Ever since I was young, I have noticed that the Bay Area was steeped with people from various ethnic backgrounds and socioeconomic statuses. I was surrounded with peers who lived in a different environment than I, who often had to face difficult challenges. Although I did hear about the digital divide, I did not realize how large in magnitude the issue was until I started to teach piano to underprivileged kids in the Bay Area. I joined Little Mozart, a program that my piano teacher initiated in which all of her graduated piano students would have the chance to teach kids who did not have the expenses to pay for piano lessons. This program provides free lessons and pianos, allowing kids a chance to learn more about music without the fear of money getting in the way. As I delved further into teaching piano, I discovered more of the difficulties my students had to face on a daily basis. Some of them came in late due to their parents’ work, and most could not understand English well. Through teaching piano, I realized how socioeconomic status reduces the opportunities for kids to learn and to grow to their full potential. It stood out to me that our community should provide more to help these children.
COVID-19 changes our lives tremendously and sets a new normal. Recognizing I could do more for our community, I co-founded a not for profit organization called LiveWell Care Packages. We provide free care packages for those in need during this difficult time, especially to low-income families. Through learning about how much these families enjoyed our care packages, it has led me to want to help underprivileged kids in a greater capacity, which guided me to BridgingTech. Working as a Bridging Tech High School Ambassador has given me the opportunity to supply children with tech devices during this pandemic. Being able to promote equitable learning for disadvantaged children in the Bay Area by improving tech access is a major step to bridging the digital divide in America. I am proud to be part of a major initiative to ensure that all students have the resources to engage in online learning.

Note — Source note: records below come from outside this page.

use gateway_util::{EndpointConfig, LEDGER_GATEWAY_SERVICE_HTTP_PORT};
use serde::{Deserialize, Serialize};
use std::path::Path;
use std::sync::Arc;
use std::time::Duration;

fn default_max_txids() -> usize {
    1000
}

fn default_max_transaction_history() -> usize {
    50
}

fn default_max_addresses_query() -> usize {
    10000
}

fn default_transaction_concurrency() -> usize {
    5
}

#[derive(Debug, Clone, PartialEq, Serialize, Deserialize)]
pub struct QueryConfig {
    // Upper bound of a summary txid window
    #[serde(default = "default_max_txids")]
    pub max_txids: usize,

    // Upper bound of a history page
    #[serde(default = "default_max_transaction_history")]
    pub max_transaction_history: usize,

    #[serde(default = "default_max_addresses_query")]
    pub max_addresses_query: usize,

    // Transactions expanded in parallel for one history page
    #[serde(default = "default_transaction_concurrency")]
    pub transaction_concurrency: usize,
}

impl Default for QueryConfig {
    fn default() -> Self {
        Self {
            max_txids: default_max_txids(),
            max_transaction_history: default_max_transaction_history(),
            max_addresses_query: default_max_addresses_query(),
            transaction_concurrency: default_transaction_concurrency(),
        }
    }
}

fn default_try_all_interval_ms() -> u64 {
    1000
}

#[derive(Debug, Clone, PartialEq, Serialize, Deserialize)]
pub struct FailoverConfig {
    #[serde(default = "default_try_all_interval_ms")]
    pub try_all_interval_ms: u64,
}

impl FailoverConfig {
    pub fn try_all_interval(&self) -> Duration {
        Duration::from_millis(self.try_all_interval_ms)
    }
}

impl Default for FailoverConfig {
    fn default() -> Self {
        Self {
            try_all_interval_ms: default_try_all_interval_ms(),
        }
    }
}

fn default_debounce_window_ms() -> u64 {
    1000
}

fn default_poll_interval_ms() -> u64 {
    15000
}

fn default_sync_progress_threshold() -> f64 {
    0.9999
}

#[derive(Debug, Clone, PartialEq, Serialize, Deserialize)]
pub struct TipConfig {
    #[serde(default = "default_debounce_window_ms")]
    pub debounce_window_ms: u64,

    // How often the best block poller asks for the best block hash
    #[serde(default = "default_poll_interval_ms")]
    pub poll_interval_ms: u64,

    // Verification progress from which the backend counts as caught up
    #[serde(default = "default_sync_progress_threshold")]
    pub sync_progress_threshold: f64,
}

impl TipConfig {
    pub fn debounce_window(&self) -> Duration {
        Duration::from_millis(self.debounce_window_ms)
    }

    pub fn poll_interval(&self) -> Duration {
        Duration::from_millis(self.poll_interval_ms)
    }
}

impl Default for TipConfig {
    fn default() -> Self {
        Self {
            debounce_window_ms: default_debounce_window_ms(),
            poll_interval_ms: default_poll_interval_ms(),
            sync_progress_threshold: default_sync_progress_threshold(),
        }
    }
}

fn default_address_cache_capacity() -> usize {
    50000
}

fn default_block_overview_cache_capacity() -> usize {
    144
}

fn default_detailed_transaction_cache_capacity() -> usize {
    100000
}

fn default_raw_transaction_cache_capacity() -> usize {
    50000
}

fn default_block_cache_capacity() -> usize {
    144
}

fn default_raw_block_cache_capacity() -> usize {
    72
}

fn default_block_header_cache_capacity() -> usize {
    288
}

#[derive(Debug, Clone, PartialEq, Serialize, Deserialize)]
pub struct CacheConfig {
    // Shared by the txids, balance and summary caches
    #[serde(default = "default_address_cache_capacity")]
    pub address_capacity: usize,

    #[serde(default = "default_block_overview_cache_capacity")]
    pub block_overview_capacity: usize,

    #[serde(default = "default_detailed_transaction_cache_capacity")]
    pub detailed_transaction_capacity: usize,

    #[serde(default = "default_raw_transaction_cache_capacity")]
    pub raw_transaction_capacity: usize,

    #[serde(default = "default_block_cache_capacity")]
    pub block_capacity: usize,

    #[serde(default = "default_raw_block_cache_capacity")]
    pub raw_block_capacity: usize,

    #[serde(default = "default_block_header_cache_capacity")]
    pub block_header_capacity: usize,
}

impl Default for CacheConfig {
    fn default() -> Self {
        Self {
            address_capacity: default_address_cache_capacity(),
            block_overview_capacity: default_block_overview_cache_capacity(),
            detailed_transaction_capacity: default_detailed_transaction_cache_capacity(),
            raw_transaction_capacity: default_raw_transaction_cache_capacity(),
            block_capacity: default_block_cache_capacity(),
            raw_block_capacity: default_raw_block_cache_capacity(),
            block_header_capacity: default_block_header_cache_capacity(),
        }
    }
}

#[derive(Debug, Clone, PartialEq, Serialize, Deserialize)]
pub struct RpcServer {
    #[serde(default = "default_rpc_port")]
    pub port: u16,
}

fn default_rpc_port() -> u16 {
    LEDGER_GATEWAY_SERVICE_HTTP_PORT
}

impl Default for RpcServer {
    fn default() -> Self {
        RpcServer {
            port: default_rpc_port(),
        }
    }
}

fn default_endpoints() -> Vec<EndpointConfig> {
    vec![EndpointConfig::default()]
}

#[derive(Debug, Clone, PartialEq, Serialize, Deserialize)]
pub struct GatewayConfig {
    #[serde(default = "default_endpoints")]
    pub endpoints: Vec<EndpointConfig>,

    #[serde(default)]
    pub query: QueryConfig,

    #[serde(default)]
    pub failover: FailoverConfig,

    #[serde(default)]
    pub tip: TipConfig,

    #[serde(default)]
    pub cache: CacheConfig,

    #[serde(default)]
    pub rpc_server: RpcServer,
}

impl Default for GatewayConfig {
    fn default() -> Self {
        Self {
            endpoints: default_endpoints(),
            query: QueryConfig::default(),
            failover: FailoverConfig::default(),
            tip: TipConfig::default(),
            cache: CacheConfig::default(),
            rpc_server: RpcServer::default(),
        }
    }
}

impl GatewayConfig {
    pub fn load(root_dir: &Path) -> Result<Self, String> {
        let path = root_dir.join("config.toml");
        if !path.exists() {
            let default_config = GatewayConfig::default();
            info!(
                "Config file {} does not exist. Using default configuration.",
                path.display()
            );
            match toml::to_string_pretty(&default_config) {
                Ok(s) => info!("Default config: {}", s),
                Err(e) => warn!("Failed to render default config: {}", e),
            }
            return Ok(default_config);
        }

        info!("Loading config from {}", path.display());
        let config_data = std::fs::read_to_string(&path).map_err(|e| {
            let msg = format!("Failed to read config file {}: {}", path.display(), e);
            error!("{}", msg);
            msg
        })?;
        info!("Config data: {}", config_data);

        Self::parse(&config_data).map_err(|e| {
            let msg = format!("Failed to parse config file {}: {}", path.display(), e);
            error!("{}", msg);
            msg
        })
    }

    pub fn parse(data: &str) -> Result<Self, String> {
        let config: GatewayConfig = toml::from_str(data).map_err(|e| e.to_string())?;
        if config.endpoints.is_empty() {
            return Err("At least one endpoint must be configured".to_string());
        }
        if config.query.transaction_concurrency == 0 {
            return Err("query.transaction_concurrency must be greater than zero".to_string());
        }

        Ok(config)
    }
}

pub type GatewayConfigRef = Arc<GatewayConfig>;

#[cfg(test)]
mod tests {
    use super::*;

    #[test]
    fn test_empty_config_uses_defaults() {
        let config = GatewayConfig::parse("").unwrap();
        assert_eq!(config, GatewayConfig::default());
        assert_eq!(config.query.max_txids, 1000);
        assert_eq!(config.query.max_transaction_history, 50);
        assert_eq!(config.query.max_addresses_query, 10000);
        assert_eq!(config.query.transaction_concurrency, 5);
        assert_eq!(config.failover.try_all_interval(), Duration::from_secs(1));
        assert_eq!(config.tip.debounce_window(), Duration::from_secs(1));
        assert_eq!(config.tip.poll_interval(), Duration::from_secs(15));
        assert_eq!(config.rpc_server.port, LEDGER_GATEWAY_SERVICE_HTTP_PORT);
        assert_eq!(config.endpoints.len(), 1);
    }

    #[test]
    fn test_parse_endpoints_and_overrides() {
        let data = r#"
[[endpoints]]
rpc_url = "http://10.0.0.1:8332"
auth = { UserPass = ["alice", "secret"] }

[[endpoints]]
rpc_url = "http://10.0.0.2:8332"
timeout_secs = 5

[query]
max_transaction_history = 100

[failover]
try_all_interval_ms = 250

[cache]
detailed_transaction_capacity = 10
"#;
        let config = GatewayConfig::parse(data).unwrap();
        assert_eq!(config.endpoints.len(), 2);
        assert_eq!(config.endpoints[0].rpc_url(), "http://10.0.0.1:8332");
        assert_eq!(config.endpoints[1].timeout(), Duration::from_secs(5));
        assert_eq!(config.query.max_transaction_history, 100);
        assert_eq!(config.query.max_txids, 1000);
        assert_eq!(config.failover.try_all_interval_ms, 250);
        assert_eq!(config.cache.detailed_transaction_capacity, 10);
        assert_eq!(config.cache.block_header_capacity, 288);
    }

    #[test]
    fn test_rejects_empty_endpoint_list() {
        assert!(GatewayConfig::parse("endpoints = []").is_err());
        assert!(GatewayConfig::parse("[query]\ntransaction_concurrency = 0").is_err());
    }
}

Growing up in San Jose, I was surrounded by the most diverse set of peers - all shaped by different experiences as well as varying socioeconomic and racial identities. I saw my privileged friends agonizing over what shoes they’d buy at the mall later, but I also witnessed some of my classmates deal with familial and financial hardships that seemed alien to me. This divide in my classmates and friends helped me realize that I was at the center of an acute economic and digital divide.
Events such as the recent pandemic and social justice movements have only emphasized the injustices and inequities in our current world. They have exposed the digital divide - the gap between people who have constant access to devices and a remote Internet connection and the people who don’t. This gap is often defined by varying social classes as well as racial and cultural identity.
Attending school in the Bay Area has put me in a unique position where I’ve been able to observe how cutting edge technology has greatly improved life, but disadvantaged others who don’t have the financial means to afford these devices. It’s also helped me realize that we have both the financial and material means to close this divide that prevents some from receiving an equal and fair chance at an education. Bridging this gap will break cycles of poverty, often connected to racial or religious backgrounds, and help provide all with the opportunity to learn.
Bridging Tech takes a direct approach at closing this gap, by using donations to provide children in homeless shelters with suitable learning devices - especially helpful as most learning has recently moved online. Every day, the inequity caused by the digital divide deepens, and we must work to close this gap and supply all with their fundamental right to an education.